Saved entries
>>>>>
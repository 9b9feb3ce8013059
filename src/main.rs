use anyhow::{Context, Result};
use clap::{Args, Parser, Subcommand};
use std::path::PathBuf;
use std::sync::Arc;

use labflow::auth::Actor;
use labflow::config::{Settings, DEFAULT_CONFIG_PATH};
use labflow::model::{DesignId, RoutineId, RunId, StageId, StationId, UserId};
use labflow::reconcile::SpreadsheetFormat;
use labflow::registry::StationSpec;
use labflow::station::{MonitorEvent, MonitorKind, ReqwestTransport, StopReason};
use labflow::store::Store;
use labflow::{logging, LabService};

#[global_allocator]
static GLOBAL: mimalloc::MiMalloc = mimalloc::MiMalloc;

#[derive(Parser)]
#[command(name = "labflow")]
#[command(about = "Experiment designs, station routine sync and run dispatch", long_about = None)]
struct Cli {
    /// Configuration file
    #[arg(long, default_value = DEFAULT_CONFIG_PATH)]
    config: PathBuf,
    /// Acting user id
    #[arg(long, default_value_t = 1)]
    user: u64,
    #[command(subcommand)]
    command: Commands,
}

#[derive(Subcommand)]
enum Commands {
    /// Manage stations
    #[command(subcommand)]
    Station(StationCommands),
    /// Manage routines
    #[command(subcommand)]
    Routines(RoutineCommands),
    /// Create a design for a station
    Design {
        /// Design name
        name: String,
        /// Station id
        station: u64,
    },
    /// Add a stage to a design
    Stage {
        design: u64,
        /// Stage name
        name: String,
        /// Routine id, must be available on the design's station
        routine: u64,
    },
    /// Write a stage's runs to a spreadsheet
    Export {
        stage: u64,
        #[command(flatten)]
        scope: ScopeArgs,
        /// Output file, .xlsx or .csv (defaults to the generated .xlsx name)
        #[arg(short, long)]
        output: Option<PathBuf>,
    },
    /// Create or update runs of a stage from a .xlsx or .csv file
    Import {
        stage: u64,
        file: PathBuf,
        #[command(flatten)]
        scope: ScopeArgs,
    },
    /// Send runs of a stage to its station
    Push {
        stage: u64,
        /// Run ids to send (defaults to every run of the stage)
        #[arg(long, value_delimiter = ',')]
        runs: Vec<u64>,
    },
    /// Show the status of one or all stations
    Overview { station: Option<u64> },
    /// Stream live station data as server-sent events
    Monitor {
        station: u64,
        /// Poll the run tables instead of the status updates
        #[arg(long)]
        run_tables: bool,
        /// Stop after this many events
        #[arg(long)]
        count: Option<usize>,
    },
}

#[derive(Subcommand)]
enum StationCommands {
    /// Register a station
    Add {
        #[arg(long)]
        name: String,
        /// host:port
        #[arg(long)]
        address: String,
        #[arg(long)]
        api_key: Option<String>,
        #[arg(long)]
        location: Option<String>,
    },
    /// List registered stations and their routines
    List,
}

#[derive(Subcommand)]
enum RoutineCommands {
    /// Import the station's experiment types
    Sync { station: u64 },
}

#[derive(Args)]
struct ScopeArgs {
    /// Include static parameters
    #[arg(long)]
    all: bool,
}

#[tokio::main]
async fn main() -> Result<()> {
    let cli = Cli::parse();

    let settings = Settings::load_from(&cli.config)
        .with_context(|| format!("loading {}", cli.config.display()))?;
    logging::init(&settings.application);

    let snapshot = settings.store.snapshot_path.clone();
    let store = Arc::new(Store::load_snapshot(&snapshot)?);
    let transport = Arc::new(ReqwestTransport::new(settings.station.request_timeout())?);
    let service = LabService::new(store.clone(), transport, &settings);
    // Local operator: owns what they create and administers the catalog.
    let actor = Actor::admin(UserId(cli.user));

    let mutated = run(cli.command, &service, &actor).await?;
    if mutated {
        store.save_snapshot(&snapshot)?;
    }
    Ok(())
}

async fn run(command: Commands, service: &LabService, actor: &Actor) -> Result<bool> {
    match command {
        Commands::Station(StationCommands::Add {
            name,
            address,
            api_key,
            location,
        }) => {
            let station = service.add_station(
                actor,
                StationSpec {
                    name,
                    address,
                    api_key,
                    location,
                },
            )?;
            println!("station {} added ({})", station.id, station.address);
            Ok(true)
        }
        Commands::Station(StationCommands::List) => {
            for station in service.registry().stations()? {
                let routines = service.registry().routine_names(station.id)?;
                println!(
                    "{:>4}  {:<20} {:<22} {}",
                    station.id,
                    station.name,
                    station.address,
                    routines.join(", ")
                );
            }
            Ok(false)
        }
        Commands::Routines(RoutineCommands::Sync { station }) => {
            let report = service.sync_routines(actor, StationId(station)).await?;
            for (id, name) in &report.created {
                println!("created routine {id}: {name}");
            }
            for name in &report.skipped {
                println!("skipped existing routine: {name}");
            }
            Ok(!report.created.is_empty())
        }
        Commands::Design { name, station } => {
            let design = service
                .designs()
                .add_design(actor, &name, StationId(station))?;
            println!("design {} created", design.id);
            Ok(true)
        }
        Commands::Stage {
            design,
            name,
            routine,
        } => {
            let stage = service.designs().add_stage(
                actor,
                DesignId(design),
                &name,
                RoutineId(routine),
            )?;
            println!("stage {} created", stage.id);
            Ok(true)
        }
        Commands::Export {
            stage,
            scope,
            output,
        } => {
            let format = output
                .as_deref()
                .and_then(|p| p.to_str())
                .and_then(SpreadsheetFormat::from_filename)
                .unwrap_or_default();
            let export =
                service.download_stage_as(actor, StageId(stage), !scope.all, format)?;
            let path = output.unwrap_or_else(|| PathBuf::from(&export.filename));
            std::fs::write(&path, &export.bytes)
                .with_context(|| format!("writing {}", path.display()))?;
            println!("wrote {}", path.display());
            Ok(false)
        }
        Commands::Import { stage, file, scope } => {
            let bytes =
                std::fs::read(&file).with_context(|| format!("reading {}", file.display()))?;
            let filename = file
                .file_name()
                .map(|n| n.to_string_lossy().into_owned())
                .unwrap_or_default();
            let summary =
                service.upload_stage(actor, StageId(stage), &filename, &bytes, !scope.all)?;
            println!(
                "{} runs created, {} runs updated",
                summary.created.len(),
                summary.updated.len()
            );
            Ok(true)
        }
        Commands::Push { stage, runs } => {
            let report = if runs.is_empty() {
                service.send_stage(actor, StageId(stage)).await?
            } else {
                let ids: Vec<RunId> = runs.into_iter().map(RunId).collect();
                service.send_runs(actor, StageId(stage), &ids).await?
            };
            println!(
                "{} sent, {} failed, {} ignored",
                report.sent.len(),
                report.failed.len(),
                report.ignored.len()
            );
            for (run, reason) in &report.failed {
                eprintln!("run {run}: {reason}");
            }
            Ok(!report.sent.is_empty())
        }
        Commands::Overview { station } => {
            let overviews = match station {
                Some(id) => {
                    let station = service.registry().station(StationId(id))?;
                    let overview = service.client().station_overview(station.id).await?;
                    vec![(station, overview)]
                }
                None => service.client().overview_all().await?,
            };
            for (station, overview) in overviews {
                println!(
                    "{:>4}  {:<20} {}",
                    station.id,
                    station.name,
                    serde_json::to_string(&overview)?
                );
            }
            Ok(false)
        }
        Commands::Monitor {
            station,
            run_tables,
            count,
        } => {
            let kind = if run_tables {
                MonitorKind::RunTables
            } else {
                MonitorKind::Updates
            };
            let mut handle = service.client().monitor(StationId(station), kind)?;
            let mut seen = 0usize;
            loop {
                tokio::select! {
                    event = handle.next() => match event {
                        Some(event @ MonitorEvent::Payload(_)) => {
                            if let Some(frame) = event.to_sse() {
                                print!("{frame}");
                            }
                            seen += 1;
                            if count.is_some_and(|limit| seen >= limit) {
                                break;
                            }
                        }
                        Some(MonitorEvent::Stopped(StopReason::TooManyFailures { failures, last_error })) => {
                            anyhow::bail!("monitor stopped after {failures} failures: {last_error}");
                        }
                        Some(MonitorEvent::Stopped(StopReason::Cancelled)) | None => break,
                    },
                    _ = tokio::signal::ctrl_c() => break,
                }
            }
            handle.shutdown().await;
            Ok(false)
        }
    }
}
<<<<<
Read the data above and pull out each line that holds the string "Result".

* _Output for this task_
use anyhow::{Context, Result};
async fn main() -> Result<()> {
async fn run(command: Commands, service: &LabService, actor: &Actor) -> Result<bool> {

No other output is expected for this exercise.